Selain itu, kami juga lebih sering mengajaknya bertemu dan bermain dengan anak-anak sebayanya di lingkungan rumah. Juga lebih sering membawanya ke ibadah sekolah minggu. Sehingga melatih juga kemampuan sosialnya.
Memang hal ini kadang melelahkan, apalagi bila kami sedang sibuk dengan berbagai kegiatan. Namun harus kami upayakan agar pertumbuhan El bisa berhasil optimal. Bagaimanapun juga ini adalah tanggung jawab kami sebagai orangtua.
Selama 3 minggu kami melakukan upaya itu, dan kami melihat adanya kemajuan pada fokus El. Mulai lebih responsif saat diajak bicara. Setelah itu El mulai diberi jadwal untuk terapi wicara dan terapi okupasi.
Saat ini El sudah berusia 2.8 tahun. Kami masih memberlakukan batasan penggunaan gadget untuk El. Selain untuk video call, sesekali kami juga memutarkan video bersifat edukasi sambil menjelaskannya pada El dan durasinya kami batasi.
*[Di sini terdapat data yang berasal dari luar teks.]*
//! Host-side stand-ins for the hardware traits, shared by unit tests.

use std::cell::Cell;
use std::convert::Infallible;
use std::rc::Rc;

use embedded_graphics::mono_font::MonoFont;
use embedded_graphics::pixelcolor::Rgb565;
use embedded_graphics::prelude::Point;
use embedded_hal::delay::DelayNs;
use embedded_hal::digital::{ErrorType, InputPin, OutputPin};
use embedded_hal::pwm::{self, SetDutyCycle};

use crate::clock::{from_epoch, CivilDateTime, Network, WallClock};
use crate::error::Result;
use crate::ui::Canvas;

/// Output pin that remembers every level it was driven to.
#[derive(Default)]
pub struct RecordingPin {
    pub levels: Vec<bool>,
}

impl RecordingPin {
    pub fn high_count(&self) -> usize {
        self.levels.iter().filter(|&&high| high).count()
    }
}

impl ErrorType for RecordingPin {
    type Error = Infallible;
}

impl OutputPin for RecordingPin {
    fn set_low(&mut self) -> Result<(), Infallible> {
        self.levels.push(false);
        Ok(())
    }

    fn set_high(&mut self) -> Result<(), Infallible> {
        self.levels.push(true);
        Ok(())
    }
}

/// Delay that returns immediately and sums what it was asked to wait.
#[derive(Default)]
pub struct NoDelay {
    pub total_ms: u32,
}

impl DelayNs for NoDelay {
    fn delay_ns(&mut self, _ns: u32) {}

    fn delay_ms(&mut self, ms: u32) {
        self.total_ms += ms;
    }
}

/// PWM channel recording each duty written.
pub struct FakePwm {
    max: u16,
    pub duties: Vec<u16>,
}

impl FakePwm {
    pub fn new(max: u16) -> Self {
        Self {
            max,
            duties: Vec::new(),
        }
    }
}

impl pwm::ErrorType for FakePwm {
    type Error = Infallible;
}

impl SetDutyCycle for FakePwm {
    fn max_duty_cycle(&self) -> u16 {
        self.max
    }

    fn set_duty_cycle(&mut self, duty: u16) -> Result<(), Infallible> {
        self.duties.push(duty);
        Ok(())
    }
}

/// Active-low input whose level the test controls through a shared flag.
#[derive(Clone, Default)]
pub struct InputLine {
    pressed: Rc<Cell<bool>>,
}

impl InputLine {
    pub fn press(&self) {
        self.pressed.set(true);
    }

    pub fn release(&self) {
        self.pressed.set(false);
    }
}

impl ErrorType for InputLine {
    type Error = Infallible;
}

impl InputPin for InputLine {
    fn is_high(&mut self) -> Result<bool, Infallible> {
        Ok(!self.pressed.get())
    }

    fn is_low(&mut self) -> Result<bool, Infallible> {
        Ok(self.pressed.get())
    }
}

/// One call made on a [`RecordingCanvas`].
#[derive(Clone, Debug, PartialEq)]
pub enum DrawOp {
    Clear(Rgb565),
    Text {
        origin: Point,
        text: String,
        color: Rgb565,
        scale: u8,
    },
    HLine {
        origin: Point,
        length: u32,
        color: Rgb565,
    },
}

#[derive(Default)]
pub struct RecordingCanvas {
    pub ops: Vec<DrawOp>,
}

impl RecordingCanvas {
    /// Strings drawn in `color`, in order.
    pub fn texts_in(&self, color: Rgb565) -> Vec<&str> {
        self.ops
            .iter()
            .filter_map(|op| match op {
                DrawOp::Text { text, color: c, .. } if *c == color => Some(text.as_str()),
                _ => None,
            })
            .collect()
    }

    pub fn clears(&self) -> usize {
        self.ops.iter().filter(|op| matches!(op, DrawOp::Clear(_))).count()
    }

    pub fn take(&mut self) -> Vec<DrawOp> {
        std::mem::take(&mut self.ops)
    }
}

impl Canvas for RecordingCanvas {
    fn clear(&mut self, color: Rgb565) -> Result<()> {
        self.ops.push(DrawOp::Clear(color));
        Ok(())
    }

    fn draw_text(
        &mut self,
        origin: Point,
        text: &str,
        _font: &'static MonoFont<'static>,
        color: Rgb565,
        scale: u8,
    ) -> Result<()> {
        self.ops.push(DrawOp::Text {
            origin,
            text: text.to_string(),
            color,
            scale,
        });
        Ok(())
    }

    fn draw_hline(&mut self, origin: Point, length: u32, color: Rgb565) -> Result<()> {
        self.ops.push(DrawOp::HLine {
            origin,
            length,
            color,
        });
        Ok(())
    }
}

/// UTC wall clock at an epoch second the test sets.
#[derive(Clone)]
pub struct SettableClock(pub Rc<Cell<i64>>);

impl SettableClock {
    pub fn at(epoch_s: i64) -> Self {
        Self(Rc::new(Cell::new(epoch_s)))
    }

    pub fn set(&self, epoch_s: i64) {
        self.0.set(epoch_s);
    }
}

impl WallClock for SettableClock {
    fn utc_now(&self) -> CivilDateTime {
        from_epoch(self.0.get()).unwrap()
    }
}

/// Network that is never connected.
pub struct Offline;

impl Network for Offline {
    type Error = ();

    fn is_connected(&self) -> bool {
        false
    }

    fn sync_time(&mut self) -> Result<(), ()> {
        Err(())
    }
}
Mungkin karena sudah terbiasa, El tidak lagi begitu terobsesi dengan tontonan di gadget. Sehingga walaupun kami menyudahi videonya, dia biasa saja tak lagi merengek-rengek untuk terus menonton. Memang kami juga sudah makin terbiasa dengan membatasi penggunaan gadget selama bersama El.
Dari pengalaman ini, aku pikir, kuncinya memang ada pada orangtua. Bila orangtua punya kesadaran bahwa kecanduan gadget itu bisa berdampak buruk pada pertumbuhan anak, maka orangtua harusnya bisa membuat aturan dan konsisten menerapkannya.